* _What you should do_:
What follows is a listing to be repeated in full and without alteration.
+-------+
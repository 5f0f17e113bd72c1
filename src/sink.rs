//! The downstream sink contract and the filtering decorator

use crate::entry::{Field, Level, LogEntry};
use crate::filter::Filter;
use std::io;
use std::sync::Arc;

/// A downstream log sink: anything that can accept entries.
///
/// This crate never formats, encodes, or persists entries itself; it calls
/// these four methods on the wrapped sink and nothing else. Implementations
/// must be `Send + Sync` so a single sink can serve concurrent callers.
pub trait Sink: Send + Sync {
    /// Whether the sink wants entries at this level at all.
    fn enabled(&self, level: Level) -> bool;

    /// Write one entry with its structured fields.
    fn write(&self, entry: &LogEntry, fields: &[Field]) -> io::Result<()>;

    /// A sink that attaches these fields to every future write.
    fn with_fields(&self, fields: &[Field]) -> Arc<dyn Sink>;

    /// Flush buffered entries, if the sink buffers.
    fn flush(&self) -> io::Result<()>;
}

/// A sink decorator that forwards an entry only when its filter admits it.
///
/// The decorator implements [`Sink`] itself, so filtering sinks chain: a
/// `FilteringSink` can wrap another `FilteringSink`. Rejected writes return
/// `Ok(())` without touching the downstream sink; admitted writes return the
/// downstream result verbatim.
#[derive(Clone)]
pub struct FilteringSink {
    next: Arc<dyn Sink>,
    filter: Arc<Filter>,
}

impl std::fmt::Debug for FilteringSink {
    fn fmt(&self, f: &mut std::fmt::Formatter<'_>) -> std::fmt::Result {
        f.debug_struct("FilteringSink")
            .field("filter", &self.filter)
            .finish_non_exhaustive()
    }
}

impl FilteringSink {
    pub fn new(next: Arc<dyn Sink>, filter: Filter) -> Self {
        FilteringSink {
            next,
            filter: Arc::new(filter),
        }
    }

    /// Cheap pre-write admission check, evaluated with an empty field set.
    ///
    /// Use this to gate expensive field computation before calling
    /// [`write`](Sink::write). Note that [`enabled`](Sink::enabled) delegates
    /// to the downstream sink unfiltered; manual admission checks must go
    /// through here to respect namespace rules.
    pub fn check(&self, entry: &LogEntry) -> bool {
        self.filter.evaluate(entry, &[])
    }

    /// Whether any level at all is admitted for this logger name.
    ///
    /// Probes every suppressible level through [`check`](Self::check); panic
    /// and fatal are skipped because they cannot be filtered away in
    /// practice.
    pub fn check_any_level(&self, logger_name: &str) -> bool {
        Level::all()
            .into_iter()
            .filter(|level| *level < Level::Panic)
            .any(|level| self.check(&LogEntry::new(level, logger_name)))
    }
}

impl Sink for FilteringSink {
    /// Delegates unfiltered: the level gate belongs to the downstream sink,
    /// the rule-based gate to [`check`](FilteringSink::check).
    fn enabled(&self, level: Level) -> bool {
        self.next.enabled(level)
    }

    fn write(&self, entry: &LogEntry, fields: &[Field]) -> io::Result<()> {
        if !self.filter.evaluate(entry, fields) {
            return Ok(());
        }
        self.next.write(entry, fields)
    }

    fn with_fields(&self, fields: &[Field]) -> Arc<dyn Sink> {
        Arc::new(FilteringSink {
            next: self.next.with_fields(fields),
            filter: Arc::clone(&self.filter),
        })
    }

    fn flush(&self) -> io::Result<()> {
        self.next.flush()
    }
}

/// A sink that accepts and discards everything. Useful as a chain terminator
/// and in tests.
#[derive(Debug, Clone, Copy, Default)]
pub struct NoopSink;

impl Sink for NoopSink {
    fn enabled(&self, _level: Level) -> bool {
        true
    }

    fn write(&self, _entry: &LogEntry, _fields: &[Field]) -> io::Result<()> {
        Ok(())
    }

    fn with_fields(&self, _fields: &[Field]) -> Arc<dyn Sink> {
        Arc::new(NoopSink)
    }

    fn flush(&self) -> io::Result<()> {
        Ok(())
    }
}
+-------+
* _Reply_:
repository 5f0f17e113bd72c1
filename src/sink.rs
//! The downstream sink contract and the filtering decorator

use crate::entry::{Field, Level, LogEntry};
use crate::filter::Filter;
use std::io;
use std::sync::Arc;

/// A downstream log sink: anything that can accept entries.
///
/// This crate never formats, encodes, or persists entries itself; it calls
/// these four methods on the wrapped sink and nothing else. Implementations
/// must be `Send + Sync` so a single sink can serve concurrent callers.
pub trait Sink: Send + Sync {
    /// Whether the sink wants entries at this level at all.
    fn enabled(&self, level: Level) -> bool;

    /// Write one entry with its structured fields.
    fn write(&self, entry: &LogEntry, fields: &[Field]) -> io::Result<()>;

    /// A sink that attaches these fields to every future write.
    fn with_fields(&self, fields: &[Field]) -> Arc<dyn Sink>;

    /// Flush buffered entries, if the sink buffers.
    fn flush(&self) -> io::Result<()>;
}

/// A sink decorator that forwards an entry only when its filter admits it.
///
/// The decorator implements [`Sink`] itself, so filtering sinks chain: a
/// `FilteringSink` can wrap another `FilteringSink`. Rejected writes return
/// `Ok(())` without touching the downstream sink; admitted writes return the
/// downstream result verbatim.
#[derive(Clone)]
pub struct FilteringSink {
    next: Arc<dyn Sink>,
    filter: Arc<Filter>,
}

impl std::fmt::Debug for FilteringSink {
    fn fmt(&self, f: &mut std::fmt::Formatter<'_>) -> std::fmt::Result {
        f.debug_struct("FilteringSink")
            .field("filter", &self.filter)
            .finish_non_exhaustive()
    }
}

impl FilteringSink {
    pub fn new(next: Arc<dyn Sink>, filter: Filter) -> Self {
        FilteringSink {
            next,
            filter: Arc::new(filter),
        }
    }

    /// Cheap pre-write admission check, evaluated with an empty field set.
    ///
    /// Use this to gate expensive field computation before calling
    /// [`write`](Sink::write). Note that [`enabled`](Sink::enabled) delegates
    /// to the downstream sink unfiltered; manual admission checks must go
    /// through here to respect namespace rules.
    pub fn check(&self, entry: &LogEntry) -> bool {
        self.filter.evaluate(entry, &[])
    }

    /// Whether any level at all is admitted for this logger name.
    ///
    /// Probes every suppressible level through [`check`](Self::check); panic
    /// and fatal are skipped because they cannot be filtered away in
    /// practice.
    pub fn check_any_level(&self, logger_name: &str) -> bool {
        Level::all()
            .into_iter()
            .filter(|level| *level < Level::Panic)
            .any(|level| self.check(&LogEntry::new(level, logger_name)))
    }
}

impl Sink for FilteringSink {
    /// Delegates unfiltered: the level gate belongs to the downstream sink,
    /// the rule-based gate to [`check`](FilteringSink::check).
    fn enabled(&self, level: Level) -> bool {
        self.next.enabled(level)
    }

    fn write(&self, entry: &LogEntry, fields: &[Field]) -> io::Result<()> {
        if !self.filter.evaluate(entry, fields) {
            return Ok(());
        }
        self.next.write(entry, fields)
    }

    fn with_fields(&self, fields: &[Field]) -> Arc<dyn Sink> {
        Arc::new(FilteringSink {
            next: self.next.with_fields(fields),
            filter: Arc::clone(&self.filter),
        })
    }

    fn flush(&self) -> io::Result<()> {
        self.next.flush()
    }
}

/// A sink that accepts and discards everything. Useful as a chain terminator
/// and in tests.
#[derive(Debug, Clone, Copy, Default)]
pub struct NoopSink;

impl Sink for NoopSink {
    fn enabled(&self, _level: Level) -> bool {
        true
    }

    fn write(&self, _entry: &LogEntry, _fields: &[Field]) -> io::Result<()> {
        Ok(())
    }

    fn with_fields(&self, _fields: &[Field]) -> Arc<dyn Sink> {
        Arc::new(NoopSink)
    }

    fn flush(&self) -> io::Result<()> {
        Ok(())
    }
}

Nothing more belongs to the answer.